■ ACTION ITEM:
Working from the records below, repeat exactly the lines starting at the line that contains "pub enum LayerSource" and ending at the line that contains "Used as part", inclusive.

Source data
//! # Domain Types
//!
//! Core domain types used throughout the costing engine.
//!
//! ## Type Hierarchy
//! ```text
//! ┌─────────────────────────────────────────────────────────────────────────┐
//! │                         Domain Types                                    │
//! │                                                                         │
//! │  ┌─────────────────┐   ┌──────────────────┐   ┌─────────────────┐      │
//! │  │      Item       │   │ BundleComponent  │   │  ReceiptLayer   │      │
//! │  │  ─────────────  │   │  ──────────────  │   │  ─────────────  │      │
//! │  │  sku (key)      │◄──│  bundle_sku      │   │  id (rowid)     │      │
//! │  │  display_name   │◄──│  component_sku   │   │  received_at    │      │
//! │  │  is_bundle      │   │  qty_per_bundle  │   │  qty_remaining  │      │
//! │  │  default cost   │   └──────────────────┘   │  unit_cost      │      │
//! │  └─────────────────┘                          │  voided         │      │
//! │                                               └────────┬────────┘      │
//! │  ┌─────────────────┐                                   │ source_layer  │
//! │  │  CostSnapshot   │   ┌──────────────────────────────▼─────────┐      │
//! │  │  ─────────────  │   │           CogsAllocation               │      │
//! │  │  on_hand_qty    │   │  order_id, sku (component), method     │      │
//! │  │  on_hand_value  │   │  qty (+sale / -reversal), unit cost    │      │
//! │  │  avg (derived)  │   │  amount, is_reversal                   │      │
//! │  └─────────────────┘   └────────────────────────────────────────┘      │
//! └─────────────────────────────────────────────────────────────────────────┘
//! ```
//!
//! Allocations are append-only: a reversal is a new row, never an edit.

use chrono::{DateTime, Utc};
use serde::{Deserialize, Serialize};
use std::fmt;
use std::str::FromStr;
use ts_rs::TS;
use uuid::Uuid;

use crate::error::ValidationError;
use crate::money::Money;

// =============================================================================
// Costing Method
// =============================================================================

/// How a component's cost is determined at sale time.
#[derive(Debug, Clone, Copy, PartialEq, Eq, Hash, Default, Serialize, Deserialize, TS)]
#[cfg_attr(feature = "sqlx", derive(sqlx::Type))]
#[cfg_attr(feature = "sqlx", sqlx(rename_all = "lowercase"))]
#[ts(export)]
#[serde(rename_all = "UPPERCASE")]
pub enum CostingMethod {
    /// Oldest receipt layers are consumed first.
    #[default]
    Fifo,
    /// Weighted moving average held in the cost snapshot.
    Avg,
}

impl fmt::Display for CostingMethod {
    fn fmt(&self, f: &mut fmt::Formatter<'_>) -> fmt::Result {
        match self {
            CostingMethod::Fifo => write!(f, "FIFO"),
            CostingMethod::Avg => write!(f, "AVG"),
        }
    }
}

impl FromStr for CostingMethod {
    type Err = ValidationError;

    fn from_str(s: &str) -> Result<Self, Self::Err> {
        match s.trim().to_lowercase().as_str() {
            "fifo" => Ok(CostingMethod::Fifo),
            "avg" | "average" | "moving_average" => Ok(CostingMethod::Avg),
            other => Err(ValidationError::InvalidFormat {
                field: "method".to_string(),
                reason: format!("unknown costing method '{}', expected fifo or avg", other),
            }),
        }
    }
}

// =============================================================================
// Layer Source
// =============================================================================

/// Where a receipt layer came from.
#[derive(Debug, Clone, Copy, PartialEq, Eq, Serialize, Deserialize, TS)]
#[cfg_attr(feature = "sqlx", derive(sqlx::Type))]
#[cfg_attr(feature = "sqlx", sqlx(rename_all = "snake_case"))]
#[ts(export)]
#[serde(rename_all = "SCREAMING_SNAKE_CASE")]
pub enum LayerSource {
    /// Stock counted when the ledger was first seeded.
    OpeningBalance,
    /// A stock-in document from the receiving flow.
    StockIn,
}

// =============================================================================
// Posting Kind
// =============================================================================

/// Which side of the ledger a costing attempt posts to.
///
/// Used as part of the idempotency key `(order_id, sku, kind)`.
#[derive(Debug, Clone, Copy, PartialEq, Eq, Hash, Serialize, Deserialize, TS)]
#[cfg_attr(feature = "sqlx", derive(sqlx::Type))]
#[cfg_attr(feature = "sqlx", sqlx(rename_all = "lowercase"))]
#[ts(export)]
#[serde(rename_all = "snake_case")]
pub enum PostingKind {
    Sale,
    Reversal,
}

impl PostingKind {
    #[inline]
    pub const fn is_reversal(&self) -> bool {
        matches!(self, PostingKind::Reversal)
    }
}

// =============================================================================
// Item
// =============================================================================

/// A catalog entry. Identity and the bundle flag never change after creation.
#[derive(Debug, Clone, PartialEq, Eq, Serialize, Deserialize, TS)]
#[ts(export)]
pub struct Item {
    /// Stock Keeping Unit - business key.
    pub sku: String,

    /// Name shown on reports.
    pub display_name: String,

    /// Fulfilled by shipping its components; never holds inventory.
    pub is_bundle: bool,

    /// Fallback unit cost for receipts that arrive without one.
    pub default_unit_cost: Money,

    #[ts(as = "String")]
    pub created_at: DateTime<Utc>,
}

// =============================================================================
// Bundle Component
// =============================================================================

/// One row of a bundle definition.
#[derive(Debug, Clone, PartialEq, Eq, Serialize, Deserialize, TS)]
#[ts(export)]
pub struct BundleComponent {
    pub bundle_sku: String,
    pub component_sku: String,
    /// Units of the component shipped per unit of the bundle (> 0).
    pub quantity_per_bundle: i64,
}

/// A component SKU and the quantity a sale or return needs of it.
#[derive(Debug, Clone, PartialEq, Eq, Serialize, Deserialize, TS)]
#[ts(export)]
pub struct ComponentDemand {
    pub sku: String,
    pub qty: i64,
}

// =============================================================================
// Receipt Layer
// =============================================================================

/// A batch of received stock with its own cost (FIFO layer).
#[derive(Debug, Clone, PartialEq, Eq, Serialize, Deserialize, TS)]
#[ts(export)]
pub struct ReceiptLayer {
    /// Insertion-ordered id; breaks `received_at` ties.
    pub id: i64,
    pub sku: String,
    #[ts(as = "String")]
    pub received_at: DateTime<Utc>,
    pub qty_received: i64,
    pub qty_remaining: i64,
    pub unit_cost: Money,
    pub source_type: LayerSource,
    pub source_ref: Option<String>,
    /// Soft delete: excluded from FIFO consumption and on-hand totals.
    pub voided: bool,
}

impl ReceiptLayer {
    /// Whether FIFO may draw from this layer.
    #[inline]
    pub fn is_available(&self) -> bool {
        !self.voided && self.qty_remaining > 0
    }

    /// Units already drawn by sales (and not credited back).
    #[inline]
    pub fn qty_consumed(&self) -> i64 {
        self.qty_received - self.qty_remaining
    }
}

/// A compare-and-set update of one layer's `qty_remaining`.
#[derive(Debug, Clone, Copy, PartialEq, Eq, Serialize, Deserialize)]
pub struct LayerUpdate {
    pub layer_id: i64,
    /// Value read when the plan was made; the write fails if it changed.
    pub expected_remaining: i64,
    pub new_remaining: i64,
}

// =============================================================================
// Cost Snapshot
// =============================================================================

/// Running moving-average position of one SKU.
#[derive(Debug, Clone, PartialEq, Eq, Serialize, Deserialize, TS)]
#[ts(export)]
pub struct CostSnapshot {
    pub sku: String,
    pub on_hand_qty: i64,
    /// Carried at full precision.
    pub on_hand_value: Money,
}

impl CostSnapshot {
    /// A position with nothing on hand.
    pub fn empty(sku: impl Into<String>) -> Self {
        CostSnapshot {
            sku: sku.into(),
            on_hand_qty: 0,
            on_hand_value: Money::ZERO,
        }
    }

    /// `on_hand_value / on_hand_qty`, rounded to the unit-cost scale.
    ///
    /// Zero when nothing is on hand.
    pub fn avg_unit_cost(&self) -> Money {
        self.on_hand_value
            .per_unit(self.on_hand_qty)
            .round_unit_cost()
    }
}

■ RESPONSE AREA:
pub enum LayerSource {
    /// Stock counted when the ledger was first seeded.
    OpeningBalance,
    /// A stock-in document from the receiving flow.
    StockIn,
}

// =============================================================================
// Posting Kind
// =============================================================================

/// Which side of the ledger a costing attempt posts to.
///
/// Used as part of the idempotency key `(order_id, sku, kind)`.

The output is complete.